━━━ Records for this exercise

//! Parser for poetry.lock files (`[[package]]` TOML array).
//!
//! The lockfile stores a flat, fully-pinned package list. Each entry may
//! carry a `[package.dependencies]` table, which gives us edges to rebuild
//! provenance paths with; entries no other package depends on are the
//! roots and come out direct.

use std::collections::{BTreeMap, HashSet};

use serde::Deserialize;

use super::Parser;
use crate::error::ScanError;
use crate::formats::FormatId;
use crate::graph::{Dependency, Ecosystem, flat_path_for, parent_index};

#[derive(Debug, Deserialize, Default)]
struct PoetryLockFile {
    #[serde(default)]
    package: Vec<LockedPackage>,
}

#[derive(Debug, Deserialize)]
struct LockedPackage {
    name: String,
    version: String,
    #[serde(default)]
    category: Option<String>,
    #[serde(default)]
    groups: Vec<String>,
    #[serde(default)]
    dependencies: BTreeMap<String, toml::Value>,
}

impl LockedPackage {
    /// Poetry <1.5 records `category = "dev"`; newer lockfiles record a
    /// `groups` list instead.
    fn is_dev(&self) -> bool {
        if let Some(category) = &self.category {
            return category != "main";
        }
        !self.groups.is_empty() && self.groups.iter().all(|g| g != "main")
    }
}

#[derive(Debug, Default)]
pub struct PoetryLockParser;

impl PoetryLockParser {
    pub fn new() -> Self {
        Self
    }
}

impl Parser for PoetryLockParser {
    fn parse(&self, content: &str) -> Result<Vec<Dependency>, ScanError> {
        if content.trim().is_empty() {
            return Err(ScanError::EmptyInput);
        }

        let lockfile: PoetryLockFile = toml::from_str(content).map_err(|e| ScanError::Parse {
            format: FormatId::PoetryLock,
            cause: e.to_string(),
        })?;

        let edges: Vec<(String, Vec<String>)> = lockfile
            .package
            .iter()
            .map(|p| {
                (
                    normalize(&p.name),
                    p.dependencies.keys().map(|k| normalize(k)).collect(),
                )
            })
            .collect();
        let parents = parent_index(&edges);
        // Roots are inferred from the edges; the lockfile itself does not
        // mark direct dependencies.
        let direct = HashSet::new();

        let mut deps = Vec::with_capacity(lockfile.package.len());
        for package in &lockfile.package {
            let name = normalize(&package.name);
            let path = flat_path_for(&name, &direct, &parents);
            deps.push(
                Dependency::at_path(&name, &package.version, Ecosystem::PyPi, path)
                    .dev(package.is_dev()),
            );
        }
        Ok(deps)
    }

    fn supported_formats(&self) -> &[FormatId] {
        &[FormatId::PoetryLock]
    }
}

fn normalize(name: &str) -> String {
    name.to_lowercase().replace(['_', '.'], "-")
}

#[cfg(test)]
mod tests {
    use super::*;

    const LOCK: &str = r#"
[[package]]
name = "flask"
version = "2.3.2"
category = "main"

[package.dependencies]
click = ">=8.1.3"
Werkzeug = ">=2.3.3"

[[package]]
name = "click"
version = "8.1.7"
category = "main"

[[package]]
name = "werkzeug"
version = "2.3.7"
category = "main"

[[package]]
name = "pytest"
version = "7.4.0"
category = "dev"
"#;

    #[test]
    fn test_provenance_from_dependency_tables() {
        let parser = PoetryLockParser::new();
        let deps = parser.parse(LOCK).unwrap();
        assert_eq!(deps.len(), 4);

        let flask = deps.iter().find(|d| d.name == "flask").unwrap();
        assert!(flask.is_direct);
        assert_eq!(flask.path, vec!["flask"]);

        let click = deps.iter().find(|d| d.name == "click").unwrap();
        assert!(!click.is_direct);
        assert_eq!(click.path, vec!["flask", "click"]);

        let werkzeug = deps.iter().find(|d| d.name == "werkzeug").unwrap();
        assert_eq!(werkzeug.path, vec!["flask", "werkzeug"]);
    }

    #[test]
    fn test_category_dev_flag() {
        let parser = PoetryLockParser::new();
        let deps = parser.parse(LOCK).unwrap();
        let pytest = deps.iter().find(|d| d.name == "pytest").unwrap();
        assert!(pytest.is_dev);
        assert!(pytest.is_direct);
    }

    #[test]
    fn test_groups_dev_flag() {
        let content = r#"
[[package]]
name = "black"
version = "23.1.0"
groups = ["dev"]

[[package]]
name = "requests"
version = "2.28.0"
groups = ["main"]
"#;
        let parser = PoetryLockParser::new();
        let deps = parser.parse(content).unwrap();
        assert!(deps.iter().find(|d| d.name == "black").unwrap().is_dev);
        assert!(!deps.iter().find(|d| d.name == "requests").unwrap().is_dev);
    }

    #[test]
    fn test_invalid_toml_is_parse_error() {
        let parser = PoetryLockParser::new();
        assert!(matches!(
            parser.parse("[[package]\nbad"),
            Err(ScanError::Parse { .. })
        ));
    }
}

━━━━━━

**Problem:** Quote every line from the beginning of the entries up to and including the line that contains "edges to rebuild".

**Answer section:**
//! Parser for poetry.lock files (`[[package]]` TOML array).
//!
//! The lockfile stores a flat, fully-pinned package list. Each entry may
//! carry a `[package.dependencies]` table, which gives us edges to rebuild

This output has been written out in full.